Carl Walker, president of the Bowen Gumlu Growers Association in North Queensland, has described the ag visa promised by the federal government in September 2021 as a “white elephant.” “It’s gut-wrenching; it could’ve been a game-changer,” he remarked. “Rather than an intellectual solution, I believe it was just a political tactic,” Walker said that while he thought border restrictions were necessary at the time, he now supports the country’s reopening now that the virus has spread so widely. He said that discounting regular immigration estimates, Australia typically had 100,000 to 150,000 visa holders. He claimed that there were much fewer people in the country looking for jobs at the moment and that Australia’s long-term unemployed would never work in the horticultural business. “The largest challenge we’ve had, and this has been a government problem,” Walker added, referring to the time when visa holders were instructed to leave. “It’s a double whammy; people aren’t coming into the nation, rather people are leaving.”

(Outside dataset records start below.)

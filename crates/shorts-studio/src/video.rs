//! Video assembly gate.

use shorts_models::wire::CreateVideoRequest;
use shorts_models::{Stage, Video};
use tracing::Instrument;

use crate::error::{StudioError, StudioResult};
use crate::metrics;
use crate::studio::Studio;

impl Studio {
    /// Assemble the video from the ready images (in display order) and the
    /// voiceover.
    ///
    /// Fails with `GateClosed` without calling the service unless every
    /// image and the voiceover are ready. A result that arrives after any
    /// image, the voiceover or the order changed is discarded.
    pub async fn assemble(&self) -> StudioResult<Video> {
        let job = self
            .update(|s| s.begin_video())
            .await
            .map_err(|e| self.fail(Stage::Video, e))?;

        let logger = self.logger(Stage::Video);
        logger.log_start(&format!("{} images for {}", job.image_order.len(), job.unique_id));

        let request = CreateVideoRequest {
            unique_id: job.unique_id,
            image_order: job.image_order,
        };
        let assembled = self
            .backend
            .create_video(&request)
            .instrument(logger.create_span())
            .await
            .map_err(|e| self.fail(Stage::Video, e.into()))?;

        let video = Video {
            url: assembled.url,
            download_name: assembled.filename,
        };
        if !self.update(|s| s.settle_video(job.ticket, video.clone())).await {
            return Err(self.fail(
                Stage::Video,
                StudioError::superseded("images or voiceover changed during assembly"),
            ));
        }

        metrics::record_video_assembled();
        logger.log_completion(&video.download_name);
        Ok(video)
    }
}

#[cfg(test)]
mod tests {
    use std::sync::Arc;
    use std::time::Duration;

    use shorts_client::DemoBackend;
    use shorts_models::StudioPhase;

    use super::*;
    use crate::config::StudioConfig;

    async fn ready_studio() -> (Studio, Arc<DemoBackend>) {
        let backend = Arc::new(DemoBackend::new(Duration::ZERO));
        let studio = Studio::with_backend(StudioConfig::demo(Duration::ZERO), backend.clone());
        studio.generate_content("waterfalls", 3).await.unwrap();
        studio.generate_all().await.unwrap();
        studio.generate_voiceover().await.unwrap();
        (studio, backend)
    }

    #[tokio::test]
    async fn test_assemble_records_video() {
        let (studio, _) = ready_studio().await;
        let video = studio.assemble().await.unwrap();

        assert_eq!(
            video.download_name,
            format!("{}_speed1_0_output.mp4", studio.session_id())
        );
        let snapshot = studio.snapshot().await;
        assert_eq!(snapshot.phase, StudioPhase::VideoReady);
        assert_eq!(snapshot.video, Some(video));
    }

    #[tokio::test]
    async fn test_gate_closed_without_voiceover() {
        let backend = Arc::new(DemoBackend::new(Duration::ZERO));
        let studio = Studio::with_backend(StudioConfig::demo(Duration::ZERO), backend);
        studio.generate_content("waterfalls", 2).await.unwrap();
        studio.generate_all().await.unwrap();

        assert!(!studio.gate_open().await);
        assert!(matches!(
            studio.assemble().await,
            Err(StudioError::GateClosed(_))
        ));
    }

    #[tokio::test]
    async fn test_service_failure_leaves_gate_open() {
        let (studio, backend) = ready_studio().await;
        backend.set_video_failure(true).await;

        let err = studio.assemble().await.unwrap_err();
        assert!(matches!(err, StudioError::Upstream(_)));
        assert!(studio.gate_open().await);
        assert!(studio.snapshot().await.video.is_none());
    }
}
impl SessionState {
    pub fn new(session_id: SessionId) -> Self {
        Self {
            session_id,
            idea: None,
            prompts: Vec::new(),
            content_request: 0,
            content_epoch: 0,
            script: Script::default(),
            board: AssetBoard::default(),
            voiceover: Voiceover::default(),
            video: None,
            video_epoch: 0,
            outbox: Vec::new(),
        }
    }

    pub fn session_id(&self) -> &SessionId {
        &self.session_id
    }

    pub fn idea(&self) -> Option<&str> {
        self.idea.as_deref()
    }

    pub fn prompts(&self) -> &[Prompt] {
        &self.prompts
    }

    pub fn script(&self) -> &Script {
        &self.script
    }

    pub fn board(&self) -> &AssetBoard {
        &self.board
    }

    pub fn voiceover(&self) -> &Voiceover {
        &self.voiceover
    }

    pub fn video(&self) -> Option<&Video> {
        self.video.as_ref()
    }

    /// Events queued since the last drain.
    pub fn drain_events(&mut self) -> Vec<StudioEvent> {
        std::mem::take(&mut self.outbox)
    }

    // =========================================================================
    // Prompts and script
    // =========================================================================

    /// Start a full content generation. Any older content request is superseded.
    ///
    /// The installed content is untouched until the answer lands, so a prompt
    /// regeneration in flight survives a content request that fails.
    pub fn begin_content(&mut self) -> ContentTicket {
        self.content_request += 1;
        ContentTicket {
            request: self.content_request,
        }
    }

    /// Start regenerating prompt `index` for the current idea.
    pub fn begin_prompt(&self, index: usize) -> StudioResult<(PromptTicket, String)> {
        let idea = self
            .idea
            .clone()
            .ok_or_else(|| StudioError::validation("no prompts have been generated yet"))?;
        if index >= self.prompts.len() {
            return Err(StudioError::validation(format!(
                "prompt {} does not exist ({} prompts)",
                index + 1,
                self.prompts.len()
            )));
        }
        Ok((
            PromptTicket {
                epoch: self.content_epoch,
            },
            idea,
        ))
    }

    /// Install freshly generated prompts and script, resetting everything downstream.
    pub fn replace_content(
        &mut self,
        ticket: ContentTicket,
        idea: String,
        prompts: Vec<String>,
        script: String,
    ) -> StudioResult<()> {
        if ticket.request != self.content_request {
            return Err(StudioError::superseded(
                "a newer content request was started while this one was in flight",
            ));
        }
        self.content_epoch += 1;
        self.prompts = Prompt::from_texts(prompts);
        self.script = Script::generated(script);
        self.idea = Some(idea);
        self.clear_downstream();
        self.outbox.push(StudioEvent::ContentGenerated {
            prompt_count: self.prompts.len(),
        });
        Ok(())
    }

    /// Replace one prompt's text. All assets, the voiceover and the video go.
    pub fn replace_prompt(
        &mut self,
        ticket: PromptTicket,
        index: usize,
        text: String,
    ) -> StudioResult<()> {
        if ticket.epoch != self.content_epoch {
            return Err(StudioError::superseded(
                "content was regenerated while the request was in flight",
            ));
        }
        let prompt = self.prompts.get_mut(index).ok_or_else(|| {
            StudioError::superseded(format!("prompt {} no longer exists", index + 1))
        })?;
        prompt.text = text.clone();
        self.outbox.push(StudioEvent::PromptRegenerated { index, text });
        self.clear_downstream();
        Ok(())
    }

    /// Apply a user edit to the script.
    ///
    /// Returns true when the narration materially changed; the voiceover is
    /// then stale and any in-flight voiceover answer is superseded.
    pub fn edit_script(&mut self, text: String) -> bool {
        let changed = self.script.edit(text);
        if changed {
            self.reset_voiceover();
            self.invalidate_video();
        }
        self.outbox.push(StudioEvent::ScriptChanged { dirty: true });
        changed
    }

    pub fn save_script(&mut self) {
        self.script.save();
        self.outbox.push(StudioEvent::ScriptChanged { dirty: false });
    }

    fn clear_downstream(&mut self) {
        if self.board.clear() {
            self.outbox.push(StudioEvent::AssetsCleared);
        }
        self.reset_voiceover();
        self.invalidate_video();
    }

    // =========================================================================
    // Assets
    // =========================================================================

    /// Start a new batch: one fresh slot per prompt, natural display order.
    pub fn begin_generate_all(&mut self) -> StudioResult<Vec<AssetJob>> {
        if self.prompts.is_empty() {
            return Err(StudioError::validation(
                "generate prompts before generating images",
            ));
        }
        let assets: Vec<Asset> = self
            .prompts
            .iter()
            .map(|p| {
                let name = FilenameBase::new(&self.session_id, p.index);
                Asset::pending(p.index, p.text.clone(), name)
            })
            .collect();
        let batch = self.board.start_batch(assets);
        self.invalidate_video();

        let jobs = self
            .board
            .assets
            .iter()
            .map(|a| AssetJob {
                ticket: AssetTicket {
                    batch,
                    slot: a.slot,
                    generation: a.generation,
                },
                prompt: a.prompt.clone(),
                filename_base: a.filename_base.clone(),
            })
            .collect();
        for asset in &self.board.assets {
            self.outbox.push(asset_event(asset));
        }
        self.outbox.push(StudioEvent::AssetsReordered {
            order: self.board.order.slots().to_vec(),
        });
        Ok(jobs)
    }

    /// Re-drive one slot, keeping its filename base.
    pub fn begin_regenerate(&mut self, slot: usize) -> StudioResult<AssetJob> {
        let batch = self.board.batch;
        let len = self.board.len();
        let asset = self.board.assets.get_mut(slot).ok_or_else(|| {
            StudioError::validation(format!("image slot {} does not exist ({} slots)", slot + 1, len))
        })?;
        let generation = asset.restart();
        let job = AssetJob {
            ticket: AssetTicket {
                batch,
                slot,
                generation,
            },
            prompt: asset.prompt.clone(),
            filename_base: asset.filename_base.clone(),
        };
        let event = asset_event(asset);
        self.outbox.push(event);
        self.invalidate_video();
        Ok(job)
    }

    /// Apply an image answer. Returns the updated slot, or `None` when the
    /// ticket is stale and the answer was dropped.
    pub fn settle_asset(
        &mut self,
        ticket: AssetTicket,
        result: Result<String, AssetFailure>,
    ) -> Option<Asset> {
        if !self.board.ticket_matches(&ticket) {
            return None;
        }
        let asset = self.board.assets.get_mut(ticket.slot)?;
        match result {
            Ok(url) => asset.mark_ready(url),
            Err(failure) => asset.mark_failed(failure),
        }
        let settled = asset.clone();
        self.outbox.push(asset_event(&settled));
        self.invalidate_video();
        Some(settled)
    }

    /// Set a new display order; `order` must be a permutation of the slots.
    pub fn reorder(&mut self, order: Vec<usize>) -> StudioResult<()> {
        if self.board.is_empty() {
            return Err(StudioError::validation("there are no images to arrange"));
        }
        self.board.order = DisplayOrder::from_permutation(order, self.board.len())?;
        self.outbox.push(StudioEvent::AssetsReordered {
            order: self.board.order.slots().to_vec(),
        });
        self.invalidate_video();
        Ok(())
    }

    // =========================================================================
    // Voiceover
    // =========================================================================

    /// Enter `Pending` for a new voiceover of the current script.
    pub fn begin_voiceover(&mut self) -> StudioResult<VoiceoverJob> {
        if self.script.is_empty() {
            return Err(StudioError::validation("the script is empty"));
        }
        let generation = self.voiceover.start();
        self.outbox.push(StudioEvent::VoiceoverPending);
        self.invalidate_video();
        Ok(VoiceoverJob {
            ticket: VoiceoverTicket { generation },
            script: self.script.narration().to_string(),
            save_name: voiceover_save_name(&self.session_id),
        })
    }

    /// Apply a voiceover answer. Returns false when the ticket is stale.
    pub fn settle_voiceover(
        &mut self,
        ticket: VoiceoverTicket,
        result: Result<String, ()>,
    ) -> bool {
        if ticket.generation != self.voiceover.generation {
            return false;
        }
        match result {
            Ok(filename) => {
                self.voiceover.mark_ready(filename.clone());
                self.outbox.push(StudioEvent::VoiceoverReady { filename });
            }
            Err(()) => {
                self.voiceover.mark_failed();
                self.outbox.push(StudioEvent::VoiceoverReset);
            }
        }
        self.invalidate_video();
        true
    }

    fn reset_voiceover(&mut self) {
        let had_voiceover = self.voiceover.state != VoiceoverState::None;
        self.voiceover.invalidate();
        if had_voiceover {
            self.outbox.push(StudioEvent::VoiceoverReset);
        }
    }

    // =========================================================================
    // Video
    // =========================================================================

    /// All images ready, voiceover ready and a display order present.
    pub fn gate_open(&self) -> bool {
        self.board.all_complete() && self.voiceover.is_ready() && self.board.has_order()
    }

    /// Capture what the video service needs, or explain why the gate is closed.
    pub fn begin_video(&self) -> StudioResult<VideoJob> {
        if self.board.is_empty() {
            return Err(StudioError::gate_closed("no images have been generated"));
        }
        if !self.board.all_complete() {
            let pending = self
                .board
                .assets
                .iter()
                .filter(|a| !a.is_ready())
                .count();
            return Err(StudioError::gate_closed(format!(
                "{} image(s) are not ready",
                pending
            )));
        }
        if !self.voiceover.is_ready() {
            return Err(StudioError::gate_closed("the voiceover is not ready"));
        }
        if !self.board.has_order() {
            return Err(StudioError::gate_closed("no display order"));
        }
        Ok(VideoJob {
            ticket: VideoTicket {
                epoch: self.video_epoch,
            },
            unique_id: self.session_id.to_string(),
            image_order: self
                .board
                .in_display_order()
                .iter()
                .map(|a| a.filename_base.to_string())
                .collect(),
        })
    }

    /// Record an assembled video. Returns false when anything it depends on
    /// changed while it was being assembled.
    pub fn settle_video(&mut self, ticket: VideoTicket, video: Video) -> bool {
        if ticket.epoch != self.video_epoch {
            return false;
        }
        self.outbox.push(StudioEvent::VideoReady {
            url: video.url.clone(),
            download_name: video.download_name.clone(),
        });
        self.video = Some(video);
        true
    }

    /// Forget the video and supersede any assembly in flight.
    fn invalidate_video(&mut self) {
        self.video_epoch += 1;
        if self.video.take().is_some() {
            self.outbox.push(StudioEvent::VideoInvalidated);
        }
    }

    // =========================================================================
    // Views
    // =========================================================================

    pub fn phase(&self) -> StudioPhase {
        if self.prompts.is_empty() {
            StudioPhase::Idle
        } else if self.video.is_some() {
            StudioPhase::VideoReady
        } else if self.board.is_empty() {
            StudioPhase::PromptsReady
        } else if self.board.all_complete() {
            StudioPhase::AssetsReady
        } else {
            StudioPhase::AssetsPending
        }
    }

    pub fn snapshot(&self) -> StudioSnapshot {
        StudioSnapshot {
            session_id: self.session_id.clone(),
            phase: self.phase(),
            idea: self.idea.clone(),
            prompts: self.prompts.clone(),
            script: self.script.clone(),
            assets: self.board.in_display_order().into_iter().cloned().collect(),
            all_complete: self.board.all_complete(),
            voiceover: self.voiceover.clone(),
            video: self.video.clone(),
            can_create_video: self.gate_open(),
        }
    }
}
//! Structured session logging.
//!
//! Every log line carries the session token and the pipeline stage so a
//! single run can be followed in aggregated logs.

use shorts_models::{SessionId, Stage};
use tracing::{error, info, warn, Span};

/// Logger bound to one session and one stage.
///
/// Each line is emitted with `session_id` and `stage` fields so a studio
/// run can be filtered out of interleaved output.
#[derive(Debug, Clone)]
pub struct SessionLogger {
    session_id: String,
    stage: &'static str,
}

impl SessionLogger {
    /// Create a logger for one stage of a session.
    ///
    /// # Arguments
    /// * `session_id` - The session token shared by every artifact of the run
    /// * `stage` - The pipeline stage being logged (e.g. `Stage::Assets`)
    pub fn new(session_id: &SessionId, stage: Stage) -> Self {
        Self {
            session_id: session_id.to_string(),
            stage: stage.as_str(),
        }
    }

    /// Same session, different stage.
    pub fn for_stage(&self, stage: Stage) -> Self {
        Self {
            session_id: self.session_id.clone(),
            stage: stage.as_str(),
        }
    }

    /// Log the start of a stage request.
    pub fn log_start(&self, message: &str) {
        info!(
            session_id = %self.session_id,
            stage = self.stage,
            "Stage started: {}", message
        );
    }

    /// Log an intermediate step of a stage request.
    pub fn log_progress(&self, message: &str) {
        info!(
            session_id = %self.session_id,
            stage = self.stage,
            "Stage progress: {}", message
        );
    }

    /// Log a recoverable problem during a stage request.
    pub fn log_warning(&self, message: &str) {
        warn!(
            session_id = %self.session_id,
            stage = self.stage,
            "Stage warning: {}", message
        );
    }

    /// Log a stage failure that is surfaced to the user.
    pub fn log_error(&self, message: &str) {
        error!(
            session_id = %self.session_id,
            stage = self.stage,
            "Stage error: {}", message
        );
    }

    /// Log the successful end of a stage request.
    pub fn log_completion(&self, message: &str) {
        info!(
            session_id = %self.session_id,
            stage = self.stage,
            "Stage completed: {}", message
        );
    }

    /// Session token this logger is bound to.
    pub fn session_id(&self) -> &str {
        &self.session_id
    }

    /// Stage name as it appears in the `stage` field.
    pub fn stage(&self) -> &str {
        self.stage
    }

    /// Create a tracing span for work that spans several awaits of this stage.
    pub fn create_span(&self) -> Span {
        tracing::info_span!(
            "stage",
            session_id = %self.session_id,
            stage = self.stage
        )
    }
}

Another issue that has been highlighted is the exclusion of the rural transportation industry from the ag visa programme. As a result, some operators are having difficulty finding drivers to work in this specialised sector that serves the agricultural business, with many coming from New Zealand, Europe, or the United Kingdom. The Australian Workers Union, which has been warning embassies about worker abuse inside agricultural seasonal worker programmes, is to blame for the delay, according to Federal Agriculture Minister David Littleproud. Mr Littleproud revealed the government was talking with four South-East Asian countries, with Indonesia the only country that wanted to identify itself as being in negotiations.